[THE PROBLEM]:
Looking at the material below, count the lines that contain "None" and answer with the count only.
========
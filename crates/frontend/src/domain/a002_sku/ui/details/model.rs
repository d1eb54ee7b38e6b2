use crate::shared::data::local_store::{Collection, SKUS_KEY, STORES_KEY};
use contracts::domain::a001_store::aggregate::Store;
use contracts::domain::a002_sku::aggregate::{Sku, SkuDto};

/// Registered store names, offered by the store selector.
pub fn store_options() -> Vec<String> {
    Collection::<Store>::load(STORES_KEY)
        .items
        .into_iter()
        .map(|s| s.name)
        .collect()
}

/// Insert a new SKU from the form. The store reference is validated against
/// the registry at write time; the numeric fields are coerced and the
/// derived metrics computed before the collection is rewritten.
pub fn insert(dto: &SkuDto) -> Result<(), String> {
    let store = dto.store.trim();
    if !store_options().iter().any(|name| name == store) {
        return Err(format!("'{store}' is not a registered store"));
    }

    let (price, cost, sales_units) = dto.parse_inputs()?;
    let sku = Sku::new_for_insert(
        store.to_string(),
        dto.sku.trim().to_string(),
        price,
        cost,
        sales_units,
    )?;

    let mut collection = Collection::<Sku>::load(SKUS_KEY);
    collection.items.push(sku);
    collection.save()
}
pub mod u501_import_from_excel;
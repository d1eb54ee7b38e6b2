/// Display title for a tab key.
pub fn tab_label_for_key(key: &str) -> &'static str {
    match key {
        "a001_store" => "Stores",
        "a002_sku" => "SKUs",
        "p900_planning_grid" => "Planning",
        "d400_weekly_performance" => "Weekly Charts",
        "d401_gross_margin" => "Gross Margin",
        "u501_import_from_excel" => "Import from Excel",
        _ => "Unknown",
    }
}
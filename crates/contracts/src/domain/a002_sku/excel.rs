use super::aggregate::Sku;
use super::metrics::SalesMetrics;
use std::collections::HashMap;

/// Field names the importer maps spreadsheet headers onto.
pub const FIELD_STORE: &str = "store";
pub const FIELD_SKU: &str = "sku";
pub const FIELD_PRICE: &str = "price";
pub const FIELD_COST: &str = "cost";
pub const FIELD_SALES_UNITS: &str = "sales_units";

/// Expected import columns as (field_name, header title) pairs. Header
/// matching is case-insensitive and tolerates partial matches; columns the
/// file does not carry simply import as empty values.
pub fn import_columns() -> Vec<(&'static str, &'static str)> {
    vec![
        (FIELD_STORE, "Store"),
        (FIELD_SKU, "SKU"),
        (FIELD_PRICE, "Price"),
        (FIELD_COST, "Cost"),
        (FIELD_SALES_UNITS, "Sales Units"),
    ]
}

/// One spreadsheet row after header mapping, still untyped.
#[derive(Debug, Clone, Default, PartialEq)]
pub struct ExcelRow {
    pub store: String,
    pub sku: String,
    pub price: String,
    pub cost: String,
    pub sales_units: String,
}

impl ExcelRow {
    pub fn from_fields(fields: &HashMap<String, String>) -> Self {
        let get = |name: &str| fields.get(name).cloned().unwrap_or_default();
        Self {
            store: get(FIELD_STORE),
            sku: get(FIELD_SKU),
            price: get(FIELD_PRICE),
            cost: get(FIELD_COST),
            sales_units: get(FIELD_SALES_UNITS),
        }
    }

    /// Convert into a ledger record stamped with `date_added`.
    ///
    /// Import applies no schema validation: unmapped or non-numeric cells
    /// coerce to zero, and rows whose inputs cannot produce valid metrics
    /// (negative numbers in the source) get zeroed derived fields rather
    /// than being rejected.
    pub fn into_sku(self, id: String, date_added: &str) -> Sku {
        let price = coerce_number(&self.price);
        let cost = coerce_number(&self.cost);
        let sales_units = coerce_number(&self.sales_units);
        let metrics = SalesMetrics::derive(price, cost, sales_units).unwrap_or_default();

        let mut record = Sku {
            id,
            store: self.store,
            sku: self.sku,
            price,
            cost,
            sales_units,
            sales_dollars: 0.0,
            gm_dollars: 0.0,
            gm_percent: 0.0,
            date_added: date_added.to_string(),
        };
        record.apply_metrics(metrics);
        record
    }
}

fn coerce_number(raw: &str) -> f64 {
    raw.trim().parse::<f64>().unwrap_or(0.0)
}

/// Append imported rows to an existing collection (merge, not replace).
/// Ids are derived from `base_id` (a millisecond timestamp) plus the row
/// offset so rows imported in one batch stay unique.
pub fn merge_rows(
    skus: &mut Vec<Sku>,
    rows: Vec<ExcelRow>,
    base_id: i64,
    date_added: &str,
) -> ImportResult {
    let imported = rows.len();
    for (offset, row) in rows.into_iter().enumerate() {
        let id = (base_id + offset as i64).to_string();
        skus.push(row.into_sku(id, date_added));
    }
    ImportResult {
        imported,
        total_after: skus.len(),
    }
}

/// Import summary surfaced by the import widget.
#[derive(Debug, Clone, Copy, PartialEq, Eq)]
pub struct ImportResult {
    pub imported: usize,
    pub total_after: usize,
}

#[cfg(test)]
mod tests {
    use super::*;

    fn fields(pairs: &[(&str, &str)]) -> HashMap<String, String> {
        pairs
            .iter()
            .map(|(k, v)| (k.to_string(), v.to_string()))
            .collect()
    }

    #[test]
    fn row_converts_with_derived_metrics() {
        let row = ExcelRow::from_fields(&fields(&[
            (FIELD_STORE, "Downtown"),
            (FIELD_SKU, "SKU-100"),
            (FIELD_PRICE, "10"),
            (FIELD_COST, "6"),
            (FIELD_SALES_UNITS, "5"),
        ]));
        let sku = row.into_sku("1700000000000".into(), "2024-01-01");
        assert_eq!(sku.sales_dollars, 50.0);
        assert_eq!(sku.gm_dollars, 20.0);
        assert_eq!(sku.gm_percent, 40.0);
        assert_eq!(sku.date_added, "2024-01-01");
    }

    #[test]
    fn missing_columns_coerce_to_zero() {
        let row = ExcelRow::from_fields(&fields(&[(FIELD_STORE, "Downtown")]));
        let sku = row.into_sku("1".into(), "2024-01-01");
        assert_eq!(sku.price, 0.0);
        assert_eq!(sku.sales_units, 0.0);
        assert_eq!(sku.sales_dollars, 0.0);
        assert_eq!(sku.gm_percent, 0.0);
    }

    #[test]
    fn negative_source_values_zero_the_derived_fields() {
        let row = ExcelRow::from_fields(&fields(&[
            (FIELD_PRICE, "-5"),
            (FIELD_SALES_UNITS, "3"),
        ]));
        let sku = row.into_sku("1".into(), "2024-01-01");
        assert_eq!(sku.price, -5.0);
        assert_eq!(sku.sales_dollars, 0.0);
        assert_eq!(sku.gm_dollars, 0.0);
    }

    #[test]
    fn merge_appends_without_replacing() {
        let mut skus = vec![Sku::new_with_id(
            "1".into(),
            "2023-12-31".into(),
            "Downtown".into(),
            "SKU-1".into(),
            10.0,
            6.0,
            5.0,
        )
        .unwrap()];

        let rows = vec![
            ExcelRow {
                store: "Uptown".into(),
                sku: "SKU-2".into(),
                price: "4".into(),
                cost: "2".into(),
                sales_units: "10".into(),
            },
            ExcelRow {
                store: "Uptown".into(),
                sku: "SKU-3".into(),
                price: "8".into(),
                cost: "5".into(),
                sales_units: "2".into(),
            },
        ];

        let result = merge_rows(&mut skus, rows, 1700000000000, "2024-01-01");
        assert_eq!(result.imported, 2);
        assert_eq!(result.total_after, 3);
        assert_eq!(skus[0].sku, "SKU-1");
        assert_eq!(skus[1].id, "1700000000000");
        assert_eq!(skus[2].id, "1700000000001");
    }
}
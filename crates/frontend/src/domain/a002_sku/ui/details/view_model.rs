use super::model;
use contracts::domain::a002_sku::aggregate::SkuDto;
use leptos::prelude::*;

/// ViewModel for the SKU add form
#[derive(Clone, Copy)]
pub struct SkuDetailsViewModel {
    pub form: RwSignal<SkuDto>,
    pub error: RwSignal<Option<String>>,
}

impl SkuDetailsViewModel {
    pub fn new() -> Self {
        Self {
            form: RwSignal::new(SkuDto::default()),
            error: RwSignal::new(None),
        }
    }

    pub fn is_form_valid(&self) -> impl Fn() -> bool {
        let form = self.form;
        move || form.get().is_complete()
    }

    /// Persist the form. A coercion or validation failure surfaces a
    /// blocking alert; the form keeps its input.
    pub fn save_command(&self, on_saved: Callback<()>) {
        let dto = self.form.get();
        match model::insert(&dto) {
            Ok(()) => {
                self.form.set(SkuDto::default());
                self.error.set(None);
                on_saved.run(());
            }
            Err(e) => {
                if let Some(win) = web_sys::window() {
                    let _ = win.alert_with_message(&e);
                }
                self.error.set(Some(e));
            }
        }
    }
}
use crate::domain::a002_sku::aggregate::Sku;
use chrono::{Datelike, NaiveDate};
use serde::{Deserialize, Serialize};

/// One chart bucket of the gross-margin dashboard. camelCase for the JS
/// chart surface.
#[derive(Debug, Clone, PartialEq, Serialize, Deserialize)]
pub struct GmBucket {
    pub week: String,
    #[serde(rename = "gmDollars")]
    pub gm_dollars: f64,
    #[serde(rename = "salesDollars")]
    pub sales_dollars: f64,
    #[serde(rename = "gmPercent")]
    pub gm_percent: f64,
}

/// Distinct date stamps in the ledger, sorted ascending.
pub fn available_dates(skus: &[Sku]) -> Vec<String> {
    let mut dates: Vec<String> = Vec::new();
    for sku in skus {
        if !dates.iter().any(|d| d == &sku.date_added) {
            dates.push(sku.date_added.clone());
        }
    }
    dates.sort();
    dates
}

/// Week-of-month bucket for a date stamp: `min((day − 1) / 7, 3)`.
/// Unparseable stamps land in the first bucket.
pub fn week_of_month(date_added: &str) -> usize {
    match NaiveDate::parse_from_str(date_added, "%Y-%m-%d") {
        Ok(date) => (((date.day() - 1) / 7) as usize).min(3),
        Err(_) => 0,
    }
}

/// Group-and-sum the ledger into the four fixed buckets for one store and
/// one date: rows filtered to `store` and `dateAdded == date`, bucketed by
/// week-of-month, with GM% derived per bucket as a ratio of the sums.
pub fn aggregate(skus: &[Sku], store: &str, date: &str) -> Vec<GmBucket> {
    let mut sums = [(0.0f64, 0.0f64); 4];
    for sku in skus
        .iter()
        .filter(|s| s.store == store && s.date_added == date)
    {
        let bucket = week_of_month(&sku.date_added);
        sums[bucket].0 += sku.gm_dollars;
        sums[bucket].1 += sku.sales_dollars;
    }

    sums.iter()
        .enumerate()
        .map(|(i, (gm_dollars, sales_dollars))| GmBucket {
            week: format!("Week {}", i + 1),
            gm_dollars: *gm_dollars,
            sales_dollars: *sales_dollars,
            gm_percent: if *sales_dollars > 0.0 {
                gm_dollars / sales_dollars * 100.0
            } else {
                0.0
            },
        })
        .collect()
}

#[cfg(test)]
mod tests {
    use super::*;

    fn sku(store: &str, date: &str, price: f64, cost: f64, units: f64) -> Sku {
        Sku::new_with_id(
            format!("{store}-{date}-{price}"),
            date.into(),
            store.into(),
            "SKU".into(),
            price,
            cost,
            units,
        )
        .unwrap()
    }

    #[test]
    fn week_of_month_buckets() {
        assert_eq!(week_of_month("2024-01-01"), 0);
        assert_eq!(week_of_month("2024-01-07"), 0);
        assert_eq!(week_of_month("2024-01-08"), 1);
        assert_eq!(week_of_month("2024-01-22"), 3);
        // Days past the 28th clamp into the last bucket.
        assert_eq!(week_of_month("2024-01-31"), 3);
        assert_eq!(week_of_month("garbage"), 0);
    }

    #[test]
    fn filters_by_store_and_date() {
        let skus = vec![
            sku("A", "2024-01-01", 10.0, 6.0, 5.0),
            sku("A", "2024-01-02", 99.0, 1.0, 1.0),
            sku("B", "2024-01-01", 99.0, 1.0, 1.0),
        ];
        let buckets = aggregate(&skus, "A", "2024-01-01");
        assert_eq!(buckets[0].sales_dollars, 50.0);
        assert_eq!(buckets[0].gm_dollars, 20.0);
        assert_eq!(buckets[0].gm_percent, 40.0);
        let rest: f64 = buckets[1..].iter().map(|b| b.sales_dollars).sum();
        assert_eq!(rest, 0.0);
    }

    #[test]
    fn gm_percent_is_a_ratio_of_bucket_sums() {
        let skus = vec![
            sku("A", "2024-01-10", 10.0, 6.0, 5.0), // gm 20 over 50
            sku("A", "2024-01-10", 10.0, 10.0, 5.0), // gm 0 over 50
        ];
        let buckets = aggregate(&skus, "A", "2024-01-10");
        assert_eq!(buckets[1].gm_dollars, 20.0);
        assert_eq!(buckets[1].sales_dollars, 100.0);
        assert_eq!(buckets[1].gm_percent, 20.0);
    }

    #[test]
    fn empty_buckets_report_zero_percent() {
        let buckets = aggregate(&[], "A", "2024-01-01");
        assert_eq!(buckets.len(), 4);
        assert!(buckets.iter().all(|b| b.gm_percent == 0.0));
    }

    #[test]
    fn available_dates_sorted_distinct() {
        let skus = vec![
            sku("A", "2024-02-01", 1.0, 0.0, 1.0),
            sku("A", "2024-01-01", 1.0, 0.0, 1.0),
            sku("B", "2024-02-01", 1.0, 0.0, 1.0),
        ];
        assert_eq!(available_dates(&skus), vec!["2024-01-01", "2024-02-01"]);
    }
}
//! TabPage component - wrapper around one tab's content
//!
//! Responsible for:
//! - showing/hiding content depending on whether the tab is active
//! - asking the registry for the content by key

use super::registry::render_tab_content;
use crate::layout::global_context::{AppGlobalContext, Tab as TabData};
use leptos::prelude::*;

/// Wrapper for a single tab.
///
/// Content is created once per open through `registry::render_tab_content`
/// and kept mounted; visibility is toggled via a CSS class so switching tabs
/// does not lose screen state.
#[component]
pub fn TabPage(tab: TabData, tabs_store: AppGlobalContext) -> impl IntoView {
    let tab_key = tab.key.clone();
    let tab_key_for_active_check = tab_key.clone();

    let is_active = move || {
        let current_active = tabs_store.active.get();
        current_active.as_ref() == Some(&tab_key_for_active_check)
    };

    let content = render_tab_content(&tab.key);

    view! {
        <div
            class="tabs__item"
            class:tabs__item--hidden=move || !is_active()
            data-tab-key=tab_key
        >
            {content}
        </div>
    }
}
========
[ANSWER BELOW]:
2